Sometimes consumers write checks that later bounce or are returned unpaid. These unpaid checks constitute a debt that can be discharged in a Chapter 7 bankruptcy. When an unpaid check is included in a bankruptcy case, the individual the debtor wrote the check to becomes the “creditor.” As a creditor, they can request that the bankruptcy court declare the returned check not to be discharged. If the court approves the request to designate the check debt non-dischargeable, the bankruptcy filer would still be liable for the amount after receiving their bankruptcy discharge. In most cases, the court will only approve this type of creditor request of they can prove that the bankruptcy filer intentionally wrote a bad check. In most cases, this would mean that the check was written against a closed checking account.  Very, very few NSF checks meet this requirement.  It is common that debtors are afraid to file bankruptcy because they have a payday loan and they gave a NSF check to the payday lender and the check has bounced.  Those types of checks are not the kind of checks that create problems.  The state law excludes these checks from being considered as fraudulent as NSF checks.

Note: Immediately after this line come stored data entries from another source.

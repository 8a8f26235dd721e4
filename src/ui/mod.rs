//! UI module for rendering the demo form

mod field_renderer;

use crate::app::{App, Control};
use ratatui::{
    layout::{Constraint, Direction, Layout, Rect},
    style::{Color, Modifier, Style},
    text::{Line, Span},
    widgets::Paragraph,
    Frame,
};

const FIELD_HEIGHT: u16 = 3;

/// Main draw function
pub fn draw(frame: &mut Frame, app: &App) {
    let [header, body, status] = Layout::default()
        .direction(Direction::Vertical)
        .constraints([
            Constraint::Length(1),
            Constraint::Min(0),
            Constraint::Length(1),
        ])
        .areas(frame.area());

    draw_header(frame, header, app);
    draw_controls(frame, body, app);
    draw_status_bar(frame, status, app);
}

fn draw_header(frame: &mut Frame, area: Rect, app: &App) {
    let mut spans = vec![Span::styled(
        " Contact form ",
        Style::default()
            .fg(Color::Cyan)
            .add_modifier(Modifier::BOLD),
    )];
    if app.form.is_dirty() {
        spans.push(Span::styled("(modified)", Style::default().fg(Color::Yellow)));
    }
    frame.render_widget(Paragraph::new(Line::from(spans)), area);
}

/// Scalar fields stack vertically; each contact takes one row split in two
fn draw_controls(frame: &mut Frame, area: Rect, app: &App) {
    let mut y = area.y;
    let bottom = area.y + area.height;
    let controls = app.controls();
    let mut column = 0u16;
    let columns = 2u16;

    for (position, control) in controls.iter().enumerate() {
        if y + FIELD_HEIGHT > bottom {
            break;
        }
        let Some(props) = app.props(control) else {
            continue;
        };
        let is_active = position == app.focus;

        let rect = match control {
            Control::Field { .. } => Rect::new(area.x, y, area.width, FIELD_HEIGHT),
            Control::Item { .. } => {
                let width = area.width / columns;
                Rect::new(area.x + column * width, y, width, FIELD_HEIGHT)
            }
        };
        field_renderer::draw_field(frame, rect, &control.label(), &props, is_active);

        match control {
            Control::Field { .. } => y += FIELD_HEIGHT,
            Control::Item { .. } => {
                column += 1;
                if column == columns {
                    column = 0;
                    y += FIELD_HEIGHT;
                }
            }
        }
    }
}

fn draw_status_bar(frame: &mut Frame, area: Rect, app: &App) {
    let mut spans = vec![Span::styled(
        format!(" rev {} ", app.revisions.get()),
        Style::default().fg(Color::DarkGray),
    )];

    if let Some(message) = &app.status_message {
        spans.push(Span::styled(
            format!("{message} "),
            Style::default().fg(Color::Yellow),
        ));
    }

    spans.push(Span::styled(
        "Tab: next  Enter: submit  ^N: add contact  ^D: remove  ^↑/^↓: move  ^R: reset  Esc: quit",
        Style::default().fg(Color::DarkGray),
    ));
    frame.render_widget(Paragraph::new(Line::from(spans)), area);
}

#[cfg(test)]
mod tests {
    use super::*;
    use crate::app::default_seed;
    use crossterm::event::{KeyCode, KeyEvent, KeyModifiers};
    use ratatui::{backend::TestBackend, Terminal};

    fn render(app: &App) -> String {
        let mut terminal = Terminal::new(TestBackend::new(100, 30)).unwrap();
        terminal.draw(|frame| draw(frame, app)).unwrap();
        terminal
            .backend()
            .buffer()
            .content()
            .iter()
            .map(|cell| cell.symbol())
            .collect()
    }

    #[test]
    fn test_draws_every_control() {
        let app = App::new(default_seed());
        let screen = render(&app);
        assert!(screen.contains("Name"));
        assert!(screen.contains("Newsletter"));
        assert!(screen.contains("Contact 1 Email"));
    }

    #[test]
    fn test_draws_errors_after_submit() {
        let mut app = App::new(default_seed());
        app.handle_key(KeyEvent::new(KeyCode::Enter, KeyModifiers::NONE))
            .unwrap();
        let screen = render(&app);
        assert!(screen.contains("This field is required"));
        assert!(screen.contains("Enter a valid email address"));
    }
}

If you have other questions about what types of debt can be discharged in bankruptcy or you need help filing bankruptcy, please don’t hesitate to get in touch. Most bankruptcy offices in the Chattanooga area don’t have a single Consumer Bankruptcy Specialist on staff. Our office is the only office in Chattanooga with two. You are in good hands with Kenneth C. Rannick P.C.

Previous Post
Filing for Bankruptcy: What Is the Means Test?